Christine designed a laboratory experiment to determine whether two types of immune challenge, alone and in combination, decreased bite-force performance, sprint speed, or endurance capacity compared to controls. Some lizards received two sequential injections of lipopolysaccharide (LPS), some received a skin wound with a biopsy punch, and some received both. LPS is a signal on gram-negative bacteria that, when injected, tricks the body into thinking it is infected with bacteria. So, you get an immune response, but you don’t actually get an infection.

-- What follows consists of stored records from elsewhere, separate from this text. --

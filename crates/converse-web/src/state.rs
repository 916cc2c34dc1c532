//! Shared application state for the web server.
//!
//! [`AppState`] is wrapped in an `Arc` and shared across all request handlers
//! and WebSocket connections. The orchestrator owns the turn pipeline; the
//! SQLite store is kept alongside it for the administrative surfaces
//! (history, trash, memory records) that sit outside the engine.

use std::sync::Arc;
use std::time::Instant;

use converse_agent::{AppConfig, Orchestrator, ProviderTarget};
use converse_store::{ConversationStore, SqliteMemoryStore, StoreError};

/// Shared state accessible from every Axum handler.
#[derive(Clone)]
pub struct AppState {
    /// The conversation engine.
    pub orchestrator: Orchestrator,

    /// Concrete store behind the orchestrator's `MemoryStore`.
    pub store: Arc<SqliteMemoryStore>,

    /// Configuration the orchestrator was built with.
    pub config: Arc<AppConfig>,

    /// Server start, for uptime reporting.
    pub started_at: Instant,
}

impl AppState {
    pub fn new(orchestrator: Orchestrator, store: Arc<SqliteMemoryStore>) -> Self {
        let config = Arc::clone(orchestrator.config());
        Self {
            orchestrator,
            store,
            config,
            started_at: Instant::now(),
        }
    }

    pub fn conversations(&self) -> &ConversationStore {
        self.store.conversations()
    }

    /// Load a session's stored provider/model into the orchestrator unless
    /// it already has an in-memory preference.
    pub async fn restore_preference(&self, session_id: &str) {
        if self.orchestrator.sessions().preference(session_id).is_some() {
            return;
        }
        let conversation = match self.conversations().get(session_id).await {
            Ok(c) => c,
            Err(StoreError::NotFound { .. }) => return,
            Err(e) => {
                tracing::warn!(session_id, error = %e, "could not load session preference");
                return;
            }
        };
        if let (Some(provider), Some(model)) = (conversation.provider, conversation.model) {
            let target = ProviderTarget::new(provider, model);
            if let Err(e) = self.orchestrator.set_preference(session_id, Some(target)) {
                tracing::warn!(session_id, error = %e, "stored session preference no longer valid");
            }
        }
    }
}
//! CLI argument definitions for Converse.
//!
//! All `clap` structures live here so that `main.rs` stays focused on
//! dispatching subcommands.

use std::path::PathBuf;

use clap::{Parser, Subcommand, ValueEnum};
use converse_agent::Mode;

/// Converse -- a streaming, memory-augmented conversation service.
#[derive(Parser)]
#[command(
    name = "converse",
    version,
    about = "Converse -- streaming conversation service with memory and tools",
    long_about = "Routes chat turns across LLM providers with retries and fallbacks, \
                  augments them with stored memory and live web results, and runs \
                  tool plans for deep research."
)]
pub struct Cli {
    /// Path to the TOML configuration file. Built-in defaults apply when
    /// the file does not exist.
    #[arg(long, short, global = true, default_value = "config/converse.toml")]
    pub config: PathBuf,

    /// Emit logs as JSON lines.
    #[arg(long, global = true)]
    pub log_json: bool,

    #[command(subcommand)]
    pub command: Commands,
}

#[derive(Subcommand)]
pub enum Commands {
    /// Start the HTTP and WebSocket server.
    Serve {
        /// Port to listen on (overrides `[server].port`).
        #[arg(long, short)]
        port: Option<u16>,

        /// Address to bind (overrides `[server].bind`).
        #[arg(long)]
        bind: Option<String>,
    },

    /// Chat in the terminal with streamed replies.
    Chat {
        /// Resume or create a session.
        #[arg(long, short)]
        session: Option<String>,

        #[arg(long, short, value_enum, default_value_t = ModeArg::Plain)]
        mode: ModeArg,
    },

    /// Show configuration, provider keys and database counts.
    Status,

    /// Remove trashed conversations and memory older than the retention window.
    Purge,
}

/// Turn mode as accepted on the command line.
#[derive(Debug, Clone, Copy, PartialEq, Eq, ValueEnum)]
pub enum ModeArg {
    Plain,
    #[value(name = "web_search", alias = "web-search")]
    WebSearch,
    #[value(name = "deep_research", alias = "deep-research")]
    DeepResearch,
}

impl From<ModeArg> for Mode {
    fn from(arg: ModeArg) -> Self {
        match arg {
            ModeArg::Plain => Mode::Plain,
            ModeArg::WebSearch => Mode::WebSearch,
            ModeArg::DeepResearch => Mode::DeepResearch,
        }
    }
}
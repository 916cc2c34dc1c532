//! Retrieval engine.
//!
//! Builds the context bundle for one turn from two independent sources: a
//! similarity query over the memory store and, when web grounding is
//! requested, the external search collaborator. Both run concurrently under
//! their own timeouts. A failing source degrades to nothing plus a warning;
//! retrieval never fails a turn.

use std::sync::Arc;
use std::time::Duration;

use async_trait::async_trait;
use serde::{Deserialize, Serialize};

use converse_store::MemoryStore;

use crate::config::AppConfig;
use crate::error::{AgentError, ToolError};

// ---------------------------------------------------------------------------
// Search collaborator
// ---------------------------------------------------------------------------

/// One web search result.
#[derive(Debug, Clone, PartialEq, Eq, Serialize, Deserialize)]
pub struct SearchHit {
    pub title: String,
    pub url: String,
    pub snippet: String,
}

/// External web search.
#[async_trait]
pub trait WebSearch: Send + Sync {
    async fn search(&self, query: &str, count: usize) -> Result<Vec<SearchHit>, ToolError>;
}

// ---------------------------------------------------------------------------
// Bundle
// ---------------------------------------------------------------------------

/// One piece of retrieved context.
#[derive(Debug, Clone, PartialEq, Serialize, Deserialize)]
#[serde(tag = "source", rename_all = "snake_case")]
pub enum ContextItem {
    Memory {
        id: String,
        text: String,
        distance: f32,
    },
    Web {
        title: String,
        url: String,
        snippet: String,
    },
}

impl ContextItem {
    /// Characters this item contributes to the bundle budget.
    pub fn cost(&self) -> usize {
        match self {
            Self::Memory { text, .. } => text.chars().count(),
            Self::Web {
                title,
                url,
                snippet,
            } => title.chars().count() + url.chars().count() + snippet.chars().count(),
        }
    }

    /// Shrink the item to at most `max_chars`. Returns `false` when it
    /// cannot fit at all: a web result whose URL alone is over budget.
    fn truncate_to(&mut self, max_chars: usize) -> bool {
        match self {
            Self::Memory { text, .. } => {
                *text = truncate_chars(text, max_chars);
                true
            }
            Self::Web {
                title,
                url,
                snippet,
            } => {
                let Some(room) = max_chars.checked_sub(url.chars().count()) else {
                    return false;
                };
                *title = truncate_chars(title, room);
                let room = room - title.chars().count();
                *snippet = truncate_chars(snippet, room);
                true
            }
        }
    }
}

/// Ranked context for one query: memory items first, then web items.
#[derive(Debug, Clone, Default, PartialEq, Serialize, Deserialize)]
pub struct ContextBundle {
    pub items: Vec<ContextItem>,
    /// Soft warnings from degraded sources.
    pub warnings: Vec<String>,
}

impl ContextBundle {
    pub fn is_empty(&self) -> bool {
        self.items.is_empty()
    }

    pub fn total_chars(&self) -> usize {
        self.items.iter().map(ContextItem::cost).sum()
    }

    pub fn memory(&self) -> impl Iterator<Item = &ContextItem> {
        self.items
            .iter()
            .filter(|i| matches!(i, ContextItem::Memory { .. }))
    }

    pub fn web(&self) -> impl Iterator<Item = &ContextItem> {
        self.items
            .iter()
            .filter(|i| matches!(i, ContextItem::Web { .. }))
    }
}

// ---------------------------------------------------------------------------
// Engine
// ---------------------------------------------------------------------------

#[derive(Debug, Clone)]
pub struct RetrievalSettings {
    pub top_k: usize,
    pub item_chars: usize,
    pub total_chars: usize,
    pub max_distance: f32,
    pub vector_timeout: Duration,
    pub search_timeout: Duration,
    pub search_results: usize,
}

impl RetrievalSettings {
    pub fn from_config(config: &AppConfig) -> Self {
        let r = &config.retrieval;
        Self {
            top_k: r.top_k,
            item_chars: r.item_chars,
            total_chars: r.total_chars,
            max_distance: r.max_distance,
            vector_timeout: Duration::from_millis(r.vector_timeout_ms),
            search_timeout: Duration::from_millis(r.search_timeout_ms),
            search_results: r.search_results,
        }
    }
}

/// What to look up.
#[derive(Debug, Clone, Default)]
pub struct RetrievalQuery {
    /// The user message.
    pub text: String,
    /// Recent turns, oldest first, appended to the similarity query.
    pub recent: Vec<String>,
    /// Restrict memory to one owner.
    pub owner: Option<String>,
    pub memory: bool,
    pub web: bool,
}

impl RetrievalQuery {
    pub fn new(text: impl Into<String>) -> Self {
        Self {
            text: text.into(),
            memory: true,
            ..Self::default()
        }
    }

    pub fn with_web(mut self, web: bool) -> Self {
        self.web = web;
        self
    }

    pub fn with_memory(mut self, memory: bool) -> Self {
        self.memory = memory;
        self
    }

    pub fn with_recent(mut self, recent: Vec<String>) -> Self {
        self.recent = recent;
        self
    }

    pub fn with_owner(mut self, owner: impl Into<String>) -> Self {
        self.owner = Some(owner.into());
        self
    }

    fn similarity_text(&self) -> String {
        if self.recent.is_empty() {
            return self.text.clone();
        }
        let mut text = self.recent.join("\n");
        text.push('\n');
        text.push_str(&self.text);
        text
    }
}

pub struct RetrievalEngine {
    store: Arc<dyn MemoryStore>,
    search: Option<Arc<dyn WebSearch>>,
    settings: RetrievalSettings,
}

impl RetrievalEngine {
    pub fn new(
        store: Arc<dyn MemoryStore>,
        search: Option<Arc<dyn WebSearch>>,
        settings: RetrievalSettings,
    ) -> Self {
        Self {
            store,
            search,
            settings,
        }
    }

    pub fn settings(&self) -> &RetrievalSettings {
        &self.settings
    }

    pub fn has_search(&self) -> bool {
        self.search.is_some()
    }

    /// Build a bundle with at most `k` memory items.
    pub async fn retrieve(&self, query: &RetrievalQuery, k: usize) -> ContextBundle {
        let (memory, web) = tokio::join!(self.lookup_memory(query, k), self.lookup_web(query));

        let mut warnings = Vec::new();
        let mut items = Vec::new();
        match memory {
            Ok(found) => items.extend(found),
            Err(e) => {
                tracing::warn!(error = %e, "memory lookup degraded");
                warnings.push(format!("Memory unavailable: {e}"));
            }
        }
        match web {
            Ok(found) => items.extend(found),
            Err(e) => {
                tracing::warn!(error = %e, "web search degraded");
                warnings.push(format!("Web search unavailable: {e}"));
            }
        }

        let items = apply_budgets(items, self.settings.item_chars, self.settings.total_chars);
        tracing::debug!(
            items = items.len(),
            warnings = warnings.len(),
            "context bundle built"
        );
        ContextBundle { items, warnings }
    }

    async fn lookup_memory(
        &self,
        query: &RetrievalQuery,
        k: usize,
    ) -> Result<Vec<ContextItem>, AgentError> {
        if !query.memory || k == 0 {
            return Ok(Vec::new());
        }
        let text = query.similarity_text();
        let lookup = self.store.query_vector(&text, k, query.owner.as_deref());
        let records = tokio::time::timeout(self.settings.vector_timeout, lookup)
            .await
            .map_err(|_| AgentError::Retrieval {
                source_name: "memory",
                reason: format!(
                    "timed out after {}ms",
                    self.settings.vector_timeout.as_millis()
                ),
            })?
            .map_err(|e| AgentError::Retrieval {
                source_name: "memory",
                reason: e.to_string(),
            })?;

        Ok(records
            .into_iter()
            .filter(|r| r.distance <= self.settings.max_distance)
            .map(|r| ContextItem::Memory {
                id: r.record.id,
                text: r.record.text,
                distance: r.distance,
            })
            .collect())
    }

    async fn lookup_web(&self, query: &RetrievalQuery) -> Result<Vec<ContextItem>, AgentError> {
        if !query.web {
            return Ok(Vec::new());
        }
        let Some(search) = &self.search else {
            return Err(AgentError::Retrieval {
                source_name: "web search",
                reason: "no search collaborator configured".into(),
            });
        };

        let lookup = search.search(&query.text, self.settings.search_results);
        let hits = tokio::time::timeout(self.settings.search_timeout, lookup)
            .await
            .map_err(|_| AgentError::Retrieval {
                source_name: "web search",
                reason: format!(
                    "timed out after {}ms",
                    self.settings.search_timeout.as_millis()
                ),
            })?
            .map_err(|e| AgentError::Retrieval {
                source_name: "web search",
                reason: e.to_string(),
            })?;

        Ok(hits
            .into_iter()
            .map(|h| ContextItem::Web {
                title: h.title,
                url: h.url,
                snippet: h.snippet,
            })
            .collect())
    }
}

/// Truncate each item to `item_chars`, then keep the longest ranked prefix
/// that fits `total_chars`. Items are dropped whole, lowest ranked first.
/// Web results whose URL alone exceeds `item_chars` are skipped.
fn apply_budgets(items: Vec<ContextItem>, item_chars: usize, total_chars: usize) -> Vec<ContextItem> {
    let mut kept = Vec::with_capacity(items.len());
    let mut used = 0;
    for mut item in items {
        if !item.truncate_to(item_chars) {
            tracing::debug!(item_chars, "web result dropped, url over item budget");
            continue;
        }
        let cost = item.cost();
        if used + cost > total_chars {
            break;
        }
        used += cost;
        kept.push(item);
    }
    kept
}

/// Cut `text` to at most `max` characters, marking the cut with `…`.
pub(crate) fn truncate_chars(text: &str, max: usize) -> String {
    if text.chars().count() <= max {
        return text.to_owned();
    }
    if max == 0 {
        return String::new();
    }
    let mut out: String = text.chars().take(max - 1).collect();
    out.push('…');
    out
}
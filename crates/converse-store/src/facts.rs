//! Key/value facts ("the user's name is Ada").
//!
//! Facts are unique per `(owner, key)` and overwritten on set. Reads go
//! through a small `moka` cache since the prompt builder asks for the same
//! owner's facts on every turn.

use std::time::Duration;

use moka::future::Cache;
use serde::{Deserialize, Serialize};
use tracing::{debug, instrument};

use crate::db::{Database, now_millis};
use crate::error::{StoreError, StoreResult};

const CACHE_CAPACITY: u64 = 10_000;
const CACHE_TTL: Duration = Duration::from_secs(300);

/// A single stored fact.
#[derive(Debug, Clone, PartialEq, Eq, Serialize, Deserialize)]
pub struct Fact {
    pub owner: String,
    pub key: String,
    pub value: String,
    /// Unix milliseconds of the last write.
    pub updated_at: i64,
}

/// Persistent fact store with a read-through cache.
#[derive(Clone)]
pub struct FactStore {
    db: Database,
    cache: Cache<(String, String), Fact>,
}

impl FactStore {
    pub fn new(db: Database) -> Self {
        let cache = Cache::builder()
            .max_capacity(CACHE_CAPACITY)
            .time_to_live(CACHE_TTL)
            .build();
        Self { db, cache }
    }

    #[instrument(skip(self))]
    pub async fn get(&self, owner: &str, key: &str) -> StoreResult<Option<Fact>> {
        let cache_key = (owner.to_string(), key.to_string());
        if let Some(fact) = self.cache.get(&cache_key).await {
            return Ok(Some(fact));
        }

        let (owner_q, key_q) = cache_key.clone();
        let fact = self
            .db
            .execute(move |conn| {
                let result = conn.query_row(
                    "SELECT owner, key, value, updated_at FROM facts WHERE owner = ?1 AND key = ?2",
                    rusqlite::params![owner_q, key_q],
                    |row| {
                        Ok(Fact {
                            owner: row.get(0)?,
                            key: row.get(1)?,
                            value: row.get(2)?,
                            updated_at: row.get(3)?,
                        })
                    },
                );
                match result {
                    Ok(fact) => Ok(Some(fact)),
                    Err(rusqlite::Error::QueryReturnedNoRows) => Ok(None),
                    Err(e) => Err(e.into()),
                }
            })
            .await?;

        if let Some(ref fact) = fact {
            self.cache.insert(cache_key, fact.clone()).await;
        }
        Ok(fact)
    }

    /// Insert or overwrite a fact. The write is a single upsert statement.
    #[instrument(skip(self, value))]
    pub async fn set(&self, owner: &str, key: &str, value: &str) -> StoreResult<Fact> {
        let key = key.trim();
        if key.is_empty() {
            return Err(StoreError::InvalidArgument("fact key must not be empty".into()));
        }
        let fact = Fact {
            owner: owner.to_string(),
            key: key.to_string(),
            value: value.to_string(),
            updated_at: now_millis(),
        };

        let row = fact.clone();
        self.db
            .execute(move |conn| {
                conn.execute(
                    "INSERT INTO facts (owner, key, value, updated_at) VALUES (?1, ?2, ?3, ?4) \
                     ON CONFLICT(owner, key) DO UPDATE SET value = excluded.value, \
                     updated_at = excluded.updated_at",
                    rusqlite::params![row.owner, row.key, row.value, row.updated_at],
                )?;
                Ok(())
            })
            .await?;

        self.cache
            .insert((fact.owner.clone(), fact.key.clone()), fact.clone())
            .await;
        debug!(owner = %fact.owner, key = %fact.key, "fact stored");
        Ok(fact)
    }

    /// Delete a fact, returning whether it existed.
    #[instrument(skip(self))]
    pub async fn delete(&self, owner: &str, key: &str) -> StoreResult<bool> {
        let cache_key = (owner.to_string(), key.to_string());
        self.cache.invalidate(&cache_key).await;

        let (owner, key) = cache_key;
        self.db
            .execute(move |conn| {
                let n = conn.execute(
                    "DELETE FROM facts WHERE owner = ?1 AND key = ?2",
                    rusqlite::params![owner, key],
                )?;
                Ok(n > 0)
            })
            .await
    }

    /// All facts of one owner, ordered by key.
    #[instrument(skip(self))]
    pub async fn list(&self, owner: &str) -> StoreResult<Vec<Fact>> {
        let owner = owner.to_string();
        self.db
            .execute(move |conn| {
                let mut stmt = conn.prepare(
                    "SELECT owner, key, value, updated_at FROM facts WHERE owner = ?1 ORDER BY key",
                )?;
                let facts = stmt
                    .query_map(rusqlite::params![owner], |row| {
                        Ok(Fact {
                            owner: row.get(0)?,
                            key: row.get(1)?,
                            value: row.get(2)?,
                            updated_at: row.get(3)?,
                        })
                    })?
                    .collect::<Result<Vec<_>, _>>()?;
                Ok(facts)
            })
            .await
    }
}

// ── tests ────────────────────────────────────────────────────────────

#[cfg(test)]
mod tests {
    use super::*;

    async fn store() -> FactStore {
        FactStore::new(Database::in_memory_migrated().await.unwrap())
    }

    #[tokio::test]
    async fn set_then_get_returns_value() {
        let store = store().await;
        store.set("me", "k", "v").await.unwrap();
        assert_eq!(store.get("me", "k").await.unwrap().unwrap().value, "v");
    }

    #[tokio::test]
    async fn missing_fact_is_none() {
        let store = store().await;
        assert!(store.get("me", "nope").await.unwrap().is_none());
    }

    #[tokio::test]
    async fn set_overwrites_and_scopes_by_owner() {
        let store = store().await;
        store.set("me", "name", "Ada").await.unwrap();
        store.set("me", "name", "Grace").await.unwrap();
        store.set("you", "name", "Linus").await.unwrap();

        assert_eq!(store.get("me", "name").await.unwrap().unwrap().value, "Grace");
        assert_eq!(store.get("you", "name").await.unwrap().unwrap().value, "Linus");
        assert_eq!(store.list("me").await.unwrap().len(), 1);
    }

    #[tokio::test]
    async fn delete_invalidates_cache() {
        let store = store().await;
        store.set("me", "k", "v").await.unwrap();
        store.get("me", "k").await.unwrap();

        assert!(store.delete("me", "k").await.unwrap());
        assert!(store.get("me", "k").await.unwrap().is_none());
        assert!(!store.delete("me", "k").await.unwrap());
    }

    #[tokio::test]
    async fn empty_key_is_rejected() {
        let store = store().await;
        assert!(matches!(
            store.set("me", "  ", "v").await,
            Err(StoreError::InvalidArgument(_))
        ));
    }
}
//! WebSocket handler for streaming chat.
//!
//! Clients connect to `/ws/chat?session=<id>` and exchange JSON frames.
//! Inbound frames carry a chat message, a stop request or a voice toggle;
//! outbound frames are the turn events, tagged by `type`. Closing the socket
//! cancels the active reply and drops the session's in-memory state.

use std::sync::Arc;

use axum::extract::ws::{Message, WebSocket};
use axum::extract::{Query, State, WebSocketUpgrade};
use axum::response::{IntoResponse, Response};
use futures::{SinkExt, StreamExt};
use serde::{Deserialize, Serialize};
use serde_json::{Value, json};
use tokio::sync::mpsc;
use tokio::task::JoinSet;

use converse_agent::{BusyPolicy, ErrorKind, Mode, TurnEvent, TurnRequest};

use crate::error::ApiError;
use crate::state::AppState;

const OUTBOUND_BUFFER: usize = 256;

const AUDIO_NOTICE: &str =
    "Audio is transcribed by an external service; send the transcript as a text message.";

// ---------------------------------------------------------------------------
// WebSocket message types
// ---------------------------------------------------------------------------

#[derive(Debug, Deserialize)]
pub struct ChatQuery {
    #[serde(default)]
    pub session: Option<String>,
}

/// Inbound frame from the client. Exactly one of `stop`, `voice_toggle` or
/// `message` is acted upon, in that order.
#[derive(Debug, Default, Deserialize)]
struct InboundMessage {
    #[serde(default)]
    message: Option<String>,
    #[serde(default)]
    mode: Mode,
    #[serde(default)]
    provider: Option<String>,
    #[serde(default)]
    model: Option<String>,
    #[serde(default)]
    language: Option<String>,
    /// Preempt a running reply instead of being rejected as busy.
    #[serde(default)]
    interrupt: bool,
    #[serde(default)]
    voice_toggle: Option<bool>,
    #[serde(default)]
    stop: bool,
}

impl InboundMessage {
    fn into_request(self, session_id: &str) -> Option<TurnRequest> {
        let message = self.message?;
        let mut request = TurnRequest::new(session_id, message).with_mode(self.mode);
        request.provider = self.provider;
        request.model = self.model;
        request.language = self.language;
        if self.interrupt {
            request.busy_policy = Some(BusyPolicy::Preempt);
        }
        Some(request)
    }
}

/// An `error` frame for a request that never became a turn.
fn rejection(kind: ErrorKind, reason: impl Into<String>) -> Value {
    json!({ "type": "error", "kind": kind, "reason": reason.into() })
}

fn info(message: &str) -> TurnEvent {
    TurnEvent::Info {
        turn_id: None,
        message: message.to_owned(),
    }
}

// ---------------------------------------------------------------------------
// Handler
// ---------------------------------------------------------------------------

/// Axum handler that upgrades the HTTP connection to a WebSocket.
pub async fn ws_handler(
    ws: WebSocketUpgrade,
    State(state): State<Arc<AppState>>,
    Query(query): Query<ChatQuery>,
) -> Response {
    let Some(session_id) = query
        .session
        .map(|s| s.trim().to_owned())
        .filter(|s| !s.is_empty())
    else {
        return ApiError::bad_request("query parameter `session` is required").into_response();
    };
    ws.on_upgrade(move |socket| handle_socket(socket, state, session_id))
}

/// Process a single WebSocket connection.
async fn handle_socket(socket: WebSocket, state: Arc<AppState>, session_id: String) {
    tracing::info!(%session_id, "websocket client connected");
    state.restore_preference(&session_id).await;

    let (mut sink, mut inbound) = socket.split();
    let (out_tx, mut out_rx) = mpsc::channel::<String>(OUTBOUND_BUFFER);
    let writer = tokio::spawn(async move {
        while let Some(frame) = out_rx.recv().await {
            if sink.send(Message::Text(frame.into())).await.is_err() {
                break;
            }
        }
    });

    let mut turns = JoinSet::new();
    while let Some(Ok(msg)) = inbound.next().await {
        while turns.try_join_next().is_some() {}

        let text = match msg {
            Message::Text(t) => t,
            Message::Binary(_) => {
                send(&out_tx, &info(AUDIO_NOTICE)).await;
                continue;
            }
            Message::Close(_) => break,
            // Ping and pong are answered by axum.
            _ => continue,
        };

        let frame: InboundMessage = match serde_json::from_str(text.as_str()) {
            Ok(f) => f,
            Err(e) => {
                send(&out_tx, &rejection(ErrorKind::Policy, format!("malformed frame: {e}"))).await;
                continue;
            }
        };

        if frame.stop {
            state.orchestrator.cancel(&session_id);
            continue;
        }
        if let Some(on) = frame.voice_toggle {
            let event = state.orchestrator.voice_toggle(&session_id, on);
            send(&out_tx, &event).await;
            continue;
        }
        match frame.into_request(&session_id) {
            Some(request) => {
                turns.spawn(stream_turn(Arc::clone(&state), request, out_tx.clone()));
            }
            None => {
                send(
                    &out_tx,
                    &rejection(ErrorKind::Policy, "expected `message`, `stop` or `voice_toggle`"),
                )
                .await;
            }
        }
    }

    state.orchestrator.close_session(&session_id);
    turns.abort_all();
    drop(out_tx);
    writer.abort();
    tracing::info!(%session_id, "websocket client disconnected");
}

/// Run one turn and forward its events until the terminal one.
async fn stream_turn(state: Arc<AppState>, request: TurnRequest, out: mpsc::Sender<String>) {
    let mut stream = match state.orchestrator.handle(request).await {
        Ok(stream) => stream,
        Err(e) => {
            tracing::debug!(error = %e, "turn rejected");
            send(&out, &rejection(e.kind(), e.to_string())).await;
            return;
        }
    };
    while let Some(event) = stream.next().await {
        let terminal = event.is_terminal();
        // A gone client drops the stream, which cancels the turn.
        if !send(&out, &event).await || terminal {
            break;
        }
    }
}

/// Serialize a frame and queue it for the socket. Returns `false` once the
/// writer is gone.
async fn send(out: &mpsc::Sender<String>, frame: &impl Serialize) -> bool {
    match serde_json::to_string(frame) {
        Ok(json) => out.send(json).await.is_ok(),
        Err(e) => {
            tracing::error!(error = %e, "failed to encode websocket frame");
            false
        }
    }
}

Surprisingly, none of the immune challenges affected sprint speed or endurance compared to controls. Although the lizards were not calorie-restricted, they were on a modest diet, meaning that energy was limited, but clearly not enough to make a difference. Apparently these two immune challenges aren’t as costly as we thought. The only affect that Christine found was that the second LPS injection significantly decreased bite force. Because bite force is likely the least energetically expensive trait of those measured (imagine running until you’re exhausted versus biting into a hard piece of French bread), Christine suspects that the decrease in bite force was due to a lack of motivation while feeling sick. Future work with calorie-restricted lizards should tell us if mounting an immune challenge is a significant cost to anoles.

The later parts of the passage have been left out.